▶ [Work required]: Please find every line of the listing below where "ServerMessage" occurs and copy it.

_ _ _ _

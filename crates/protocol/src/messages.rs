//! WebSocket message types for the dashboard connection.
//!
//! The dashboard is a passive observer: it subscribes to a guild and receives
//! a fresh [`DashboardState`] on every material state change. Unknown client
//! variants deserialize to `Unknown` so an older engine tolerates a newer
//! dashboard.

use serde::{Deserialize, Serialize};

use gumshoe_domain::{EndReason, GamePhase};

/// Messages from the dashboard to the engine.
#[derive(Debug, Clone, PartialEq, Serialize, Deserialize)]
#[serde(tag = "type", rename_all = "snake_case")]
pub enum ClientMessage {
    /// Watch a guild's game.
    Subscribe { guild_id: String },
    /// Heartbeat ping.
    Heartbeat,
    /// Forward compatibility for newer dashboards.
    #[serde(other)]
    Unknown,
}

/// Messages from the engine to the dashboard.
#[derive(Debug, Clone, PartialEq, Serialize, Deserialize)]
#[serde(tag = "type", rename_all = "snake_case")]
pub enum ServerMessage {
    /// Full game snapshot, pushed on every material change.
    GameState {
        guild_id: String,
        state: DashboardState,
    },
    /// Terminal notification for a finished game.
    GameEnded {
        guild_id: String,
        reason: EndReason,
        #[serde(default)]
        accused: Option<String>,
        #[serde(default)]
        correct: Option<bool>,
    },
    Pong,
    Error {
        code: String,
        message: String,
    },
}

/// The passive state object the dashboard renders.
#[derive(Debug, Clone, PartialEq, Serialize, Deserialize)]
pub struct DashboardState {
    pub case_id: String,
    pub case_name: String,
    pub phase: GamePhase,
    pub time_remaining_secs: i64,
    pub points: u32,
    pub participant_count: usize,
    pub suspects: Vec<SuspectView>,
    pub discovered_evidence: Vec<String>,
}

/// Per-suspect psych readout for the dashboard.
#[derive(Debug, Clone, PartialEq, Serialize, Deserialize)]
pub struct SuspectView {
    pub id: String,
    pub name: String,
    pub composure: u8,
    pub defensiveness: u8,
    pub busy: bool,
    pub secrets_revealed: usize,
    pub secrets_total: usize,
}

#[cfg(test)]
mod tests {
    use super::*;

    #[test]
    fn unknown_client_variants_do_not_fail_deserialization() {
        let msg: ClientMessage =
            serde_json::from_str(r#"{"type": "telemetry_opt_in"}"#).expect("deserialize");
        assert_eq!(msg, ClientMessage::Unknown);
    }

    #[test]
    fn server_messages_tag_by_type() {
        let msg = ServerMessage::GameEnded {
            guild_id: "g1".into(),
            reason: EndReason::Timeout,
            accused: None,
            correct: None,
        };
        let json = serde_json::to_string(&msg).expect("serialize");
        assert!(json.contains("\"type\":\"game_ended\""));
    }
}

_ _ _ _

▶ [Expected answer]:
pub enum ServerMessage {
        let msg = ServerMessage::GameEnded {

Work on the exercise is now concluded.